▶ PROBLEM DETAILS: Copy out each line of the listing below in which the string "width" occurs.

........

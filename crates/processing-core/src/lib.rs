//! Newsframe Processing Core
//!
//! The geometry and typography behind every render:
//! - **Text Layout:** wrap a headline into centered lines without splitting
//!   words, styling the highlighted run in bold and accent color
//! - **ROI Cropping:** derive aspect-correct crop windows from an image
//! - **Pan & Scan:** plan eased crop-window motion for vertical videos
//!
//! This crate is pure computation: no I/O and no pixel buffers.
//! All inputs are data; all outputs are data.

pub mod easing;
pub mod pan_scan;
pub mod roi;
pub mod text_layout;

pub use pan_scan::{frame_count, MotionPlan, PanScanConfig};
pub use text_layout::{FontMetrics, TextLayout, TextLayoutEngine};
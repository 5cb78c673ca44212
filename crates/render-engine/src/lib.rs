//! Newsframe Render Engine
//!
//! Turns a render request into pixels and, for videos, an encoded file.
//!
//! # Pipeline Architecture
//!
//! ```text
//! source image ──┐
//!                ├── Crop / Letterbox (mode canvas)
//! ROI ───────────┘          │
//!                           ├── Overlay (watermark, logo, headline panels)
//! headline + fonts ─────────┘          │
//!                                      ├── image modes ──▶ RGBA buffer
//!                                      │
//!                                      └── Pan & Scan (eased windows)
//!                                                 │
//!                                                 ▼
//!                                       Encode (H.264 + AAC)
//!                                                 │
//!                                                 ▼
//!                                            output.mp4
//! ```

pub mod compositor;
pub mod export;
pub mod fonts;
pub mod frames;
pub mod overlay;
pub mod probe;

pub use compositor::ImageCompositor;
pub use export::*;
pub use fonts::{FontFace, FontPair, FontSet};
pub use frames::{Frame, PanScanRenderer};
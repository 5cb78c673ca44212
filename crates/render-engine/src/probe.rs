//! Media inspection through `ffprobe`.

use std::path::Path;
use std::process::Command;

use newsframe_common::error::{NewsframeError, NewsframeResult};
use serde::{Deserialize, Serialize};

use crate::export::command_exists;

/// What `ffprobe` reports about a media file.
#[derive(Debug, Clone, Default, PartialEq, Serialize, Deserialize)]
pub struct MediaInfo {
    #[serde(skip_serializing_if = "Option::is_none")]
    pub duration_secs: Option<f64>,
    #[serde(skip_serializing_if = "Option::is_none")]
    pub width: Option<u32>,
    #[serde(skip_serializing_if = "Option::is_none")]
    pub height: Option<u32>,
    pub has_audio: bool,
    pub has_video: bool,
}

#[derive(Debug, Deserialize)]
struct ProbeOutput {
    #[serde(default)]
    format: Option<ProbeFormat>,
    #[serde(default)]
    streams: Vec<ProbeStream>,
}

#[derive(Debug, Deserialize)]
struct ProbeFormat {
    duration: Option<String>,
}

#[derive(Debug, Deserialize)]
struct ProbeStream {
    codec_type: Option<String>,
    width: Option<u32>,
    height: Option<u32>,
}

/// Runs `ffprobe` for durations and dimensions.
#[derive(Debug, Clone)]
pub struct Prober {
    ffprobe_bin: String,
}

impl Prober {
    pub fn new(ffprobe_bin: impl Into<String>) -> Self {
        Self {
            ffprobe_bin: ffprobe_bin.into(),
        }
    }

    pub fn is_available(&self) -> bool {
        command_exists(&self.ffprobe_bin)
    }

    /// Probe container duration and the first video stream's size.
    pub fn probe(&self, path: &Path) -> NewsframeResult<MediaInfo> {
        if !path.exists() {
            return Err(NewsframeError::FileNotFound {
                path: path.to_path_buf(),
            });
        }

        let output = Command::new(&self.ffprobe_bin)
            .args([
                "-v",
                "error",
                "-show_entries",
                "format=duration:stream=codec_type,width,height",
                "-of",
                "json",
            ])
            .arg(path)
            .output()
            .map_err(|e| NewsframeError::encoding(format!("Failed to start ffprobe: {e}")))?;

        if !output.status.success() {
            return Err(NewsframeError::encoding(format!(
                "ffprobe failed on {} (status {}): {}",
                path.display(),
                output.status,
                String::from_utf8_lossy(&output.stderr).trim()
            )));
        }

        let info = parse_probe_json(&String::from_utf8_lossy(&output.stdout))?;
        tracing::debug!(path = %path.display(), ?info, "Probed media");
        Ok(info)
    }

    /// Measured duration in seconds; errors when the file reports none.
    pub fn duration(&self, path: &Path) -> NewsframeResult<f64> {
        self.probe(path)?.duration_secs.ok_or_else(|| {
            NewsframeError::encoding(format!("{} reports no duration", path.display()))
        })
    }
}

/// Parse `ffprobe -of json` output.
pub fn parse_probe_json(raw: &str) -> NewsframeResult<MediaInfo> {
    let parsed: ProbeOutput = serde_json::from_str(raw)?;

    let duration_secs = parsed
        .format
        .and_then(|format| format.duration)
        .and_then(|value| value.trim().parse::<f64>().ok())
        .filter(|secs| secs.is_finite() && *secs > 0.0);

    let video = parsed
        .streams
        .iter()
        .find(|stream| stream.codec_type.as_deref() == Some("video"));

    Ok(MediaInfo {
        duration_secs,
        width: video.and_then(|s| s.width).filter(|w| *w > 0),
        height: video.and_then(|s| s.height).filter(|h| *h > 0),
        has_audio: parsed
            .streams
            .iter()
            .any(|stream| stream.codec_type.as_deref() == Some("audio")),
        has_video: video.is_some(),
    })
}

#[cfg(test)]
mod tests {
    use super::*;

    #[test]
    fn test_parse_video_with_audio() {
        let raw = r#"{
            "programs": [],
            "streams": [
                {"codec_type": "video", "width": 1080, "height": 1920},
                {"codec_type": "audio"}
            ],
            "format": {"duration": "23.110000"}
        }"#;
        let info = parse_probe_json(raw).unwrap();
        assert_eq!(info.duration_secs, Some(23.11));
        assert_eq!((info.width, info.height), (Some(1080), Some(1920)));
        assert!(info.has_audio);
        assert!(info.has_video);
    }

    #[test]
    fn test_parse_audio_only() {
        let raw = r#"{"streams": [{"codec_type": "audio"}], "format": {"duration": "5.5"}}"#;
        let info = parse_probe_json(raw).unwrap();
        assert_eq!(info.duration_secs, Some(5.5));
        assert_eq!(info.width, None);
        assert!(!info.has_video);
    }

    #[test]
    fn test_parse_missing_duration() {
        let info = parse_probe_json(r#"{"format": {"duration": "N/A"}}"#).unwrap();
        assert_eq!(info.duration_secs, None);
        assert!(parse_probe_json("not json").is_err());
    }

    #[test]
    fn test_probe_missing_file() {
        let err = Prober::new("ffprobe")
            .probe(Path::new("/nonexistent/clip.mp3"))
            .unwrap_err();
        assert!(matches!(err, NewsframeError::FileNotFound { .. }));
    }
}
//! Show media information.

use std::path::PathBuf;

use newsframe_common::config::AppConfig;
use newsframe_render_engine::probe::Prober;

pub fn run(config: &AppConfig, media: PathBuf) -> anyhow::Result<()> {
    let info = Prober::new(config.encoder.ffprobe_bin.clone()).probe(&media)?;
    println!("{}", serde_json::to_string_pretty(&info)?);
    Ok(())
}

........

▶ EXERCISE SOLUTION:
    pub width: Option<u32>,
    width: Option<u32>,
                "format=duration:stream=codec_type,width,height",
        width: video.and_then(|s| s.width).filter(|w| *w > 0),
                {"codec_type": "video", "width": 1080, "height": 1920},
        assert_eq!((info.width, info.height), (Some(1080), Some(1920)));
        assert_eq!(info.width, None);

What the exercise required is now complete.